Hi Ali, thank you for confirming the billing misconfiguration and for working on corrections for affected users.

I was affected by this issue - my charges spiked overnight on April 17 while I wasn’t actively using the service. I had set a spend cap of $30 SGD and received a cost estimate of ~$5, but was billed over $100 SGD.

I contacted Google Cloud Billing Support (Case #70171096) and received a partial refund. However, I’m concerned about how this was handled:

  1. The support representative never acknowledged the billing bug that you confirmed publicly

  2. The refund was characterized as a “one-time exception” rather than a correction for the known billing system error

  3. My direct questions about the discrepancies were repeatedly avoided during the chat session

This is concerning because if future billing bugs occur, the “one-time exception” framing suggests I may not receive corrections since this was supposedly already a goodwill gesture.

Can you confirm:

  • Are all affected users being told their corrections are billing bug fixes, or are some being told they’re “one-time exceptions”?

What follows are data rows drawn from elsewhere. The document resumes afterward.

//! Fixed-capacity buffers for each wire form.
//!
//! [`Json`], [`Cbor`] and [`Collate`] own a zero-filled region of fixed capacity plus a
//! length, and carry the [`Config`] they were made with. Conversions append to the
//! destination's free tail and advance its length only when the whole conversion
//! succeeds, so a failed call leaves both buffers as they were.

use alloc::string::ToString;
use alloc::vec;
use alloc::vec::Vec;

use crate::cbor_collate::{cbor_to_collate, collate_to_cbor};
use crate::collate::{collate_to_value, value_to_collate};
use crate::config::Config;
use crate::decode::cbor_to_value;
use crate::edit::{cbor_append, cbor_delete, cbor_get, cbor_prepend, cbor_set};
use crate::encode::value_to_cbor;
use crate::error::{err, Error, ErrorCode};
use crate::json::{json_to_value, value_to_json};
use crate::json_cbor::{cbor_to_json, json_to_cbor};
use crate::json_collate::{collate_to_json, json_to_collate};
use crate::pointer::JsonPointer;
use crate::sink::{Sink, SliceSink};
use crate::value::Value;

macro_rules! buffer_common {
    ($name:ident) => {
        impl $name {
            /// An empty buffer holding at most `capacity` bytes.
            #[must_use]
            pub fn new(capacity: usize, config: Config) -> Self {
                Self {
                    data: vec![0; capacity],
                    len: 0,
                    config,
                }
            }

            /// A buffer holding a copy of `bytes`, with no spare capacity.
            #[must_use]
            pub fn from_bytes(bytes: &[u8], config: Config) -> Self {
                Self {
                    data: bytes.to_vec(),
                    len: bytes.len(),
                    config,
                }
            }

            /// The filled part of the buffer.
            #[inline]
            #[must_use]
            pub fn bytes(&self) -> &[u8] {
                &self.data[..self.len]
            }

            /// Number of filled bytes.
            #[inline]
            #[must_use]
            pub const fn len(&self) -> usize {
                self.len
            }

            /// Returns `true` when nothing has been written.
            #[inline]
            #[must_use]
            pub const fn is_empty(&self) -> bool {
                self.len == 0
            }

            /// Total number of bytes the buffer can hold.
            #[inline]
            #[must_use]
            pub fn capacity(&self) -> usize {
                self.data.len()
            }

            /// The configuration conversions out of this buffer use.
            #[inline]
            #[must_use]
            pub const fn config(&self) -> &Config {
                &self.config
            }

            /// Forget the contents; capacity is kept.
            pub fn reset(&mut self) {
                self.len = 0;
            }

            /// Append raw bytes.
            ///
            /// # Errors
            ///
            /// Returns `BufferFull` when `bytes` do not fit; nothing is written then.
            pub fn extend_from_slice(&mut self, bytes: &[u8]) -> Result<(), Error> {
                self.fill(|out| {
                    let mut sink = SliceSink::new(out);
                    sink.write(bytes)?;
                    Ok(sink.position())
                })
            }

            /// Run `f` on the free tail and advance by what it reports written.
            fn fill<F>(&mut self, f: F) -> Result<(), Error>
            where
                F: FnOnce(&mut [u8]) -> Result<usize, Error>,
            {
                let n = f(&mut self.data[self.len..])?;
                self.len += n;
                Ok(())
            }
        }

        impl AsRef<[u8]> for $name {
            fn as_ref(&self) -> &[u8] {
                self.bytes()
            }
        }
    };
}

/// Require that a J-side conversion consumed the whole text.
fn consumed_all(read: usize, len: usize) -> Result<(), Error> {
    if read != len {
        return Err(err(ErrorCode::TrailingBytes, read));
    }
    Ok(())
}

/// A JSON text buffer.
#[derive(Debug, Clone, PartialEq, Eq)]
pub struct Json {
    data: Vec<u8>,
    len: usize,
    config: Config,
}

buffer_common!(Json);

impl Json {
    /// Append the CBOR form of this text to `out`.
    ///
    /// # Errors
    ///
    /// As [`json_to_cbor`], plus `TrailingBytes` when anything but whitespace follows
    /// the value.
    pub fn to_cbor(&self, out: &mut Cbor) -> Result<(), Error> {
        let text = self.bytes();
        out.fill(|tail| {
            let (read, written) = json_to_cbor(text, tail, &self.config)?;
            consumed_all(read, text.len())?;
            Ok(written)
        })
    }

    /// Append the collation of this text to `out`.
    ///
    /// # Errors
    ///
    /// As [`json_to_collate`], plus `TrailingBytes`.
    pub fn to_collate(&self, out: &mut Collate) -> Result<(), Error> {
        let text = self.bytes();
        out.fill(|tail| {
            let (read, written) = json_to_collate(text, tail, &self.config)?;
            consumed_all(read, text.len())?;
            Ok(written)
        })
    }

    /// Parse the text into a [`Value`].
    ///
    /// # Errors
    ///
    /// As [`json_to_value`], plus `TrailingBytes`.
    pub fn to_value(&self) -> Result<Value, Error> {
        let (value, read) = json_to_value(self.bytes(), &self.config)?;
        consumed_all(read, self.len)?;
        Ok(value)
    }

    /// Append the JSON rendering of `value`.
    ///
    /// # Errors
    ///
    /// As [`value_to_json`].
    pub fn from_value(&mut self, value: &Value) -> Result<(), Error> {
        let config = self.config;
        self.fill(|tail| value_to_json(value, tail, &config))
    }

    /// Append the RFC-6901 text of `ptr`.
    ///
    /// # Errors
    ///
    /// Returns `BufferFull` when the text does not fit.
    pub fn from_pointer(&mut self, ptr: &JsonPointer) -> Result<(), Error> {
        self.extend_from_slice(ptr.to_string().as_bytes())
    }
}

/// A CBOR document buffer.
#[derive(Debug, Clone, PartialEq, Eq)]
pub struct Cbor {
    data: Vec<u8>,
    len: usize,
    config: Config,
}

buffer_common!(Cbor);

impl Cbor {
    /// Append the JSON form of the document to `out`.
    ///
    /// # Errors
    ///
    /// As [`cbor_to_json`].
    pub fn to_json(&self, out: &mut Json) -> Result<(), Error> {
        let data = self.bytes();
        out.fill(|tail| cbor_to_json(data, tail, &self.config).map(|(_, n)| n))
    }

    /// Append the collation of the document to `out`.
    ///
    /// # Errors
    ///
    /// As [`cbor_to_collate`].
    pub fn to_collate(&self, out: &mut Collate) -> Result<(), Error> {
        let data = self.bytes();
        out.fill(|tail| cbor_to_collate(data, tail, &self.config).map(|(_, n)| n))
    }

    /// Decode the document into a [`Value`].
    ///
    /// # Errors
    ///
    /// As [`cbor_to_value`].
    pub fn to_value(&self) -> Result<Value, Error> {
        cbor_to_value(self.bytes(), &self.config).map(|(v, _)| v)
    }

    /// Append the CBOR encoding of `value`.
    ///
    /// # Errors
    ///
    /// As [`value_to_cbor`].
    pub fn from_value(&mut self, value: &Value) -> Result<(), Error> {
        let config = self.config;
        self.fill(|tail| value_to_cbor(value, tail, &config))
    }

    /// Append the CBOR-pointer form of `ptr`.
    ///
    /// # Errors
    ///
    /// Returns `BufferFull` when the pointer does not fit.
    pub fn from_pointer(&mut self, ptr: &JsonPointer) -> Result<(), Error> {
        self.fill(|tail| ptr.to_cbor(tail))
    }

    /// Append the item addressed by the CBOR-pointer `cptr` to `item`.
    ///
    /// # Errors
    ///
    /// As [`cbor_get`].
    pub fn get(&self, cptr: &[u8], item: &mut Self) -> Result<(), Error> {
        let doc = self.bytes();
        item.fill(|tail| cbor_get(doc, cptr, tail))
    }

    /// Write the document with the addressed item replaced by `item` to `newdoc`, and the
    /// replaced item to `old`.
    ///
    /// # Errors
    ///
    /// As [`cbor_set`].
    pub fn set(
        &self,
        cptr: &[u8],
        item: &Self,
        newdoc: &mut Self,
        old: &mut Self,
    ) -> Result<(), Error> {
        let (n, o) = cbor_set(
            self.bytes(),
            cptr,
            item.bytes(),
            &mut newdoc.data[newdoc.len..],
            &mut old.data[old.len..],
        )?;
        newdoc.len += n;
        old.len += o;
        Ok(())
    }

    /// Write the document without the addressed item to `newdoc`, and the removed item
    /// to `removed`.
    ///
    /// # Errors
    ///
    /// As [`cbor_delete`].
    pub fn delete(&self, cptr: &[u8], newdoc: &mut Self, removed: &mut Self) -> Result<(), Error> {
        let (n, r) = cbor_delete(
            self.bytes(),
            cptr,
            &mut newdoc.data[newdoc.len..],
            &mut removed.data[removed.len..],
        )?;
        newdoc.len += n;
        removed.len += r;
        Ok(())
    }

    /// Write the document with `item` inserted first in the addressed array to `newdoc`.
    ///
    /// # Errors
    ///
    /// As [`cbor_prepend`].
    pub fn prepend(&self, cptr: &[u8], item: &Self, newdoc: &mut Self) -> Result<(), Error> {
        let (doc, item) = (self.bytes(), item.bytes());
        newdoc.fill(|tail| cbor_prepend(doc, cptr, item, tail))
    }

    /// Write the document with `item` inserted last in the addressed array to `newdoc`.
    ///
    /// # Errors
    ///
    /// As [`cbor_append`].
    pub fn append(&self, cptr: &[u8], item: &Self, newdoc: &mut Self) -> Result<(), Error> {
        let (doc, item) = (self.bytes(), item.bytes());
        newdoc.fill(|tail| cbor_append(doc, cptr, item, tail))
    }
}

/// A collation buffer.
#[derive(Debug, Clone, PartialEq, Eq)]
pub struct Collate {
    data: Vec<u8>,
    len: usize,
    config: Config,
}

buffer_common!(Collate);

impl Collate {
    /// Append the JSON form of the collated value to `out`.
    ///
    /// # Errors
    ///
    /// As [`collate_to_json`].
    pub fn to_json(&self, out: &mut Json) -> Result<(), Error> {
        let code = self.bytes();
        out.fill(|tail| collate_to_json(code, tail, &self.config).map(|(_, n)| n))
    }

    /// Append the CBOR form of the collated value to `out`.
    ///
    /// # Errors
    ///
    /// As [`collate_to_cbor`].
    pub fn to_cbor(&self, out: &mut Cbor) -> Result<(), Error> {
        let code = self.bytes();
        out.fill(|tail| collate_to_cbor(code, tail, &self.config).map(|(_, n)| n))
    }

    /// Decode the collated value into a [`Value`].
    ///
    /// # Errors
    ///
    /// As [`collate_to_value`].
    pub fn to_value(&self) -> Result<Value, Error> {
        collate_to_value(self.bytes(), &self.config).map(|(v, _)| v)
    }

    /// Append the collation of `value`.
    ///
    /// # Errors
    ///
    /// As [`value_to_collate`].
    pub fn from_value(&mut self, value: &Value) -> Result<(), Error> {
        let config = self.config;
        self.fill(|tail| value_to_collate(value, tail, &config))
    }
}

impl Config {
    /// An empty [`Json`] buffer of `capacity` bytes using this configuration.
    #[must_use]
    pub fn new_json(&self, capacity: usize) -> Json {
        Json::new(capacity, *self)
    }

    /// An empty [`Cbor`] buffer of `capacity` bytes using this configuration.
    #[must_use]
    pub fn new_cbor(&self, capacity: usize) -> Cbor {
        Cbor::new(capacity, *self)
    }

    /// An empty [`Collate`] buffer of `capacity` bytes using this configuration.
    #[must_use]
    pub fn new_collate(&self, capacity: usize) -> Collate {
        Collate::new(capacity, *self)
    }

    /// Parse RFC-6901 pointer text.
    ///
    /// # Errors
    ///
    /// Returns `PointerSyntax` for invalid pointer text.
    pub fn new_json_pointer(&self, text: &str) -> Result<JsonPointer, Error> {
        JsonPointer::parse(text)
    }
}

  • Should affected users expect their support cases to acknowledge this was a system error?

I want to ensure I have proper documentation in case similar issues occur in the future, especially since my spend cap and cost estimates clearly did not function as expected.

Thank you for any clarification you can provide.

Case ID: 70171096
Billing Account: 019E0D-F3F4B0-BCD907

@Logan_Kilpatrick, please get on this. Why should I keep using Gemini when Google can just hold my money after a huge cost spike that is due to a mistake made by Google’s engineers? Why does the Gemini spend cap not work? Why do I have no option to switch to prepaid billing?